LATELY, there has been talk about buying into hedge funds to lower portfolio risk. Should I buy them now, given that there have been reports that some US hedge funds may be the next victim of the recent issue on subprime?

As a result of the recent credit crunch, some US banks and brokers may need to write down their lending to hedge funds as the latter were unable to come up with cash to meet the margin call. Some hedge funds, especially those highly leveraged, fear that their account could be frozen if their broker runs into trouble.

Besides, the cutting off of financing from a broker, like Bear Stearns, to hedge funds has sparked some fear that their broker might force them to liquidate investments to repay loans as well.

In Malaysia, we believe some US and Europe hedge funds had already pulled out their money during the previous market crash in August 2007. After the recent general election, some fund managers may also view our country as having increased political risk.

Therefore, we suspect that further withdrawal of some hedge funds could be one of the contributors to the recent weakening of the ringgit.

Even though the hedge fund party may not be over in Asia, there has been talk or promotion in the market about hedge fund products recently, which have caught the attention of some local investors. These alternative investment vehicles might seem foreign to our local investors.

However, in seeking higher returns, they are willing to take some risk to venture into these new instruments. Therefore, further education is required to help local investors have a better understanding of these alternative investment vehicles, so that they are aware of the degree of risk that they will be taking.

What is a hedge fund? The original concept of a hedge fund was to offer plays against the markets, using short selling, futures and other derivative products. At present, most hedge funds are structured as a limited partnership. They are classified by their investment strategies.

The common categories include long/short, market-neutral, global macro, and event-driven funds. Their fund managers will receive a base management fee, plus an additional incentive fee.

To get higher returns, some hedge funds may borrow to invest. In good times, it can enhance returns.

However, during any financial crisis, like the recent liquidity crisis in the US, the pullback on lending may magnify the losses.

Nevertheless, the key advantage of investing in hedge funds is that it has low correlation to other conventional investments like equity and bond.
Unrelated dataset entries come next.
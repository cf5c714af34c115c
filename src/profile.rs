//! Profile files describing a screen setup
//!
//! A profile stores the screen groups and fit settings of a desk so they do
//! not have to be repeated on every invocation:
//!
//! ```toml
//! [metadata]
//! name = "office"
//!
//! [fit]
//! xcenter = 0.5
//! scale = 1.0
//! crop = "3840x2160+0+0"
//!
//! [[group]]
//! screens = ["2560x1440/59.8cm", "1680x1050/46.4cm+2cm"]
//! ```

use std::path::Path;

use serde::Deserialize;
use thiserror::Error;

use crate::error::ParseError;
use crate::layout::LayoutConfig;
use crate::parser::{parse_region, parse_screen, Region, ScreenSpec};

/// Errors that can occur when loading or parsing profiles
#[derive(Error, Debug)]
pub enum ProfileError {
    #[error("Failed to read profile file: {0}")]
    IoError(#[from] std::io::Error),
    #[error("Failed to parse profile TOML: {0}")]
    ParseError(#[from] toml::de::Error),
    #[error("group {group}: invalid screen '{spec}'")]
    Screen {
        group: usize,
        spec: String,
        errors: Vec<ParseError>,
    },
    #[error("invalid crop '{spec}'")]
    Crop {
        spec: String,
        errors: Vec<ParseError>,
    },
}

impl ProfileError {
    /// The offending spec string and its parse errors, if any
    pub fn spec_errors(&self) -> Option<(&str, &[ParseError])> {
        match self {
            Self::Screen { spec, errors, .. } | Self::Crop { spec, errors } => {
                Some((spec.as_str(), errors.as_slice()))
            }
            _ => None,
        }
    }
}

/// A parsed profile
#[derive(Debug, Clone, Default, PartialEq)]
pub struct Profile {
    /// Optional name for the profile
    pub name: Option<String>,
    /// Optional description
    pub description: Option<String>,
    pub xcenter: Option<f64>,
    pub ycenter: Option<f64>,
    pub scale: Option<f64>,
    /// Source image region to use
    pub crop: Option<Region>,
    /// Screen groups; empty groups are dropped
    pub groups: Vec<Vec<ScreenSpec>>,
}

/// TOML structure for deserializing profiles
#[derive(Deserialize)]
struct TomlProfile {
    metadata: Option<TomlMetadata>,
    #[serde(default)]
    fit: TomlFit,
    #[serde(default)]
    group: Vec<TomlGroup>,
}

#[derive(Deserialize)]
struct TomlMetadata {
    name: Option<String>,
    description: Option<String>,
}

#[derive(Deserialize, Default)]
struct TomlFit {
    xcenter: Option<f64>,
    ycenter: Option<f64>,
    scale: Option<f64>,
    crop: Option<String>,
}

#[derive(Deserialize)]
struct TomlGroup {
    screens: Vec<String>,
}

impl Profile {
    /// Load profile from TOML file
    pub fn from_file(path: &Path) -> Result<Self, ProfileError> {
        let content = std::fs::read_to_string(path)?;
        Self::from_str(&content)
    }

    /// Load profile from TOML string
    pub fn from_str(content: &str) -> Result<Self, ProfileError> {
        let parsed: TomlProfile = toml::from_str(content)?;

        let crop = match parsed.fit.crop {
            Some(spec) => match parse_region(&spec) {
                Ok(region) => Some(region),
                Err(errors) => return Err(ProfileError::Crop { spec, errors }),
            },
            None => None,
        };

        let mut groups = Vec::new();
        for (i, group) in parsed.group.into_iter().enumerate() {
            let mut screens = Vec::with_capacity(group.screens.len());
            for spec in group.screens {
                match parse_screen(&spec) {
                    Ok(screen) => screens.push(screen),
                    Err(errors) => {
                        return Err(ProfileError::Screen {
                            group: i + 1,
                            spec,
                            errors,
                        })
                    }
                }
            }
            if !screens.is_empty() {
                groups.push(screens);
            }
        }

        Ok(Profile {
            name: parsed.metadata.as_ref().and_then(|m| m.name.clone()),
            description: parsed.metadata.as_ref().and_then(|m| m.description.clone()),
            xcenter: parsed.fit.xcenter,
            ycenter: parsed.fit.ycenter,
            scale: parsed.fit.scale,
            crop,
            groups,
        })
    }

    /// Apply the fit settings this profile sets on top of `config`
    pub fn apply(&self, mut config: LayoutConfig) -> LayoutConfig {
        if let Some(x) = self.xcenter {
            config.gravity.x = x;
        }
        if let Some(y) = self.ycenter {
            config.gravity.y = y;
        }
        if let Some(scale) = self.scale {
            config.scale = scale;
        }
        config
    }
}

#[cfg(test)]
mod tests {
    use super::*;
    use crate::parser::Side;
    use std::io::Write;

    #[test]
    fn test_parse_full_profile() {
        let toml_str = r#"
[metadata]
name = "office"
description = "Two monitors and a laptop"

[fit]
xcenter = 0.25
ycenter = 1.0
scale = 1.5
crop = "3840x2000-0+80"

[[group]]
screens = ["2560x1440/59.8cm", "1680x1050/46.4cm+2cm"]

[[group]]
screens = ["1920x1080/96dpi"]
"#;
        let profile = Profile::from_str(toml_str).expect("Should parse");
        assert_eq!(profile.name, Some("office".to_string()));
        assert_eq!(profile.description, Some("Two monitors and a laptop".to_string()));
        assert_eq!(profile.xcenter, Some(0.25));
        assert_eq!(profile.ycenter, Some(1.0));
        assert_eq!(profile.scale, Some(1.5));

        let crop = profile.crop.expect("Should have crop");
        assert_eq!((crop.width_px, crop.height_px), (3840, 2000));
        assert_eq!(crop.x_side, Side::End);
        assert_eq!(crop.y_px, 80);

        assert_eq!(profile.groups.len(), 2);
        assert_eq!(profile.groups[0].len(), 2);
        assert!((profile.groups[0][1].gap_m - 0.02).abs() < 1e-12);
        assert_eq!(profile.groups[1][0].width_px, 1920);
    }

    #[test]
    fn test_parse_empty_profile() {
        let profile = Profile::from_str("").expect("Should parse");
        assert_eq!(profile, Profile::default());
    }

    #[test]
    fn test_empty_groups_dropped() {
        let toml_str = r#"
[[group]]
screens = []

[[group]]
screens = ["800x600/100"]
"#;
        let profile = Profile::from_str(toml_str).expect("Should parse");
        assert_eq!(profile.groups.len(), 1);
    }

    #[test]
    fn test_invalid_screen_reports_group() {
        let toml_str = r#"
[[group]]
screens = ["800x600/100"]

[[group]]
screens = ["800x600"]
"#;
        match Profile::from_str(toml_str) {
            Err(ProfileError::Screen { group, spec, errors }) => {
                assert_eq!(group, 2);
                assert_eq!(spec, "800x600");
                assert!(!errors.is_empty());
            }
            other => panic!("Expected screen error, got {:?}", other),
        }
    }

    #[test]
    fn test_invalid_crop() {
        let err = Profile::from_str("[fit]\ncrop = \"big\"\n").unwrap_err();
        let (spec, errors) = err.spec_errors().expect("Should carry spec errors");
        assert_eq!(spec, "big");
        assert!(!errors.is_empty());
    }

    #[test]
    fn test_invalid_toml_error() {
        let result = Profile::from_str("this is not valid toml {{{{");
        assert!(matches!(result, Err(ProfileError::ParseError(_))));
    }

    #[test]
    fn test_apply_overrides_only_set_values() {
        let profile = Profile {
            ycenter: Some(0.0),
            scale: Some(2.0),
            ..Profile::default()
        };
        let config = profile.apply(LayoutConfig::new().with_gravity(0.3, 0.7));
        assert_eq!(config.gravity.x, 0.3);
        assert_eq!(config.gravity.y, 0.0);
        assert_eq!(config.scale, 2.0);
    }

    #[test]
    fn test_from_file() {
        let mut file = tempfile::NamedTempFile::new().unwrap();
        writeln!(file, "[[group]]\nscreens = [\"1920x1080/92dpi\"]").unwrap();
        let profile = Profile::from_file(file.path()).expect("Should load");
        assert_eq!(profile.groups[0][0].height_px, 1080);
    }

    #[test]
    fn test_missing_file() {
        let dir = tempfile::tempdir().unwrap();
        let result = Profile::from_file(&dir.path().join("absent.toml"));
        assert!(matches!(result, Err(ProfileError::IoError(_))));
    }
}
//! Renderer for producing wallpaper files from layout results
//!
//! This module takes per-panel crops and drives an image engine to cut,
//! scale and join them into one output image per group.

pub mod config;
pub mod driver;
pub mod engine;

pub use config::MagickConfig;
pub use driver::{execute, output_path, GroupJob, RenderPlan};
pub use engine::{EngineError, ImageEngine, MagickEngine};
Hence, it can be used to enhance portfolio diversification and lower the overall portfolio risk.

Due to certain investment strategies, some hedge funds may claim that they have lower volatility compared with bonds or equity investments. Even though not all hedge funds will be affected by the US subprime issues, we believe that at this moment, investing in some hedge funds may result in higher instead of lower risk.

Risk will be higher when hedge funds borrow money to invest or invest in illiquid markets, which may have very high risk of mispricing. Besides, as the submission of performance by fund managers is voluntary, we may have problems to accurately track the performance record of hedge funds.

Retailers are always excited whenever they look at the historical performance of certain hedge funds. However, we must always remember that past performance does not guarantee future performance.

Besides, investors do not realise that some hedge fund reports might be misleading, as the performance period selected in the reports does not include results during a downturn.

Therefore, when evaluating the hedge funds, investors should pay attention to the time period of the report to better judge the performance of the funds.

We should only choose hedge funds that are managed by experienced fund managers. As retailers may face higher risk when investing in hedge funds, investors need to know their risk-tolerance level.

Even though some investors may have big amounts of money, they need to know whether they can accept those levels of uncertainties in returns.

Investors need to know the details and background of those hedge funds. They need to know whether they are willing to accept the risk before considering the potential returns.

Ooi Kok Hwa is an investment adviser licensed by Securities Commission and managing partner of MRR Consulting.